The American spelling of the word "Rumor" is due to the fact that Thompson took the title of his album from a posthumously published poem by Archibald MacLeish: "Rumor and sigh of unimagined seas/ Dim radiance of stars that never flamed."

Patrick Humphries described the central character of the song "I Feel So Good" as a ne'er do well who has been freed from prison and expresses his "bullying exultation at his freedom. In an interview Thompson explained, "If you make someone the subject of a song you're almost inevitably making him a hero. But he obviously isn't. Nor is he an anti-hero. He's no worse than the society that created him. It's a very twentieth century moral dilemma."

"Grey Walls" was inspired by Colney Hatch Mental Hospital in Barnet, North London, which Thompson passed on the bus as a teenager. The song describes the disturbing effect of ECT on psychiatric patients. Thompson has also called the song a comment on the effects of Thatcherism—in the context of closing down mental institutions and selling the facilities for profit.
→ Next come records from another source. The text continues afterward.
use thiserror::Error;

#[derive(Error, Debug)]
pub enum AppError {
    #[error("Missing environment variable: {0}")]
    MissingEnv(&'static str),

    #[error("Invalid environment variable {name}: {reason}")]
    InvalidEnv { name: &'static str, reason: String },

    #[error("Failed to load env file: {0}")]
    EnvFile(String),

    #[error("Connection error")]
    Connection(#[source] sqlx::Error),

    #[error("Database error")]
    Database(#[from] sqlx::Error),

    #[error("Decode error: {0}")]
    Decode(String),

    #[error("Not found: {0}")]
    NotFound(String),
}

impl AppError {
    /// Process exit status reported for this error.
    pub fn exit_code(&self) -> u8 {
        match self {
            AppError::MissingEnv(_) | AppError::InvalidEnv { .. } | AppError::EnvFile(_) => 2,
            AppError::Connection(_) => 3,
            AppError::Database(_) => 4,
            AppError::Decode(_) | AppError::NotFound(_) => 1,
        }
    }

    /// True when the database rejected a row because of a unique or primary key.
    pub fn is_unique_violation(&self) -> bool {
        match self {
            AppError::Database(sqlx::Error::Database(db)) => db.is_unique_violation(),
            _ => false,
        }
    }
}

pub type AppResult<T> = Result<T, AppError>;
Thompson as said he was inspired to write "Don't Sit On My Jimmy Shands" after hearing a story of Bob Dylan at a party, hogging the record player so he could play only Robert Johnson recordings. Thompson planned his song as a tongue in cheek tribute to Jimmy Shand, Scottish musician who achieved popularity in the 1930s and 40s by arranging traditional Scottish songs for his accordion band. Shand's music loomed large in Thompson's childhood.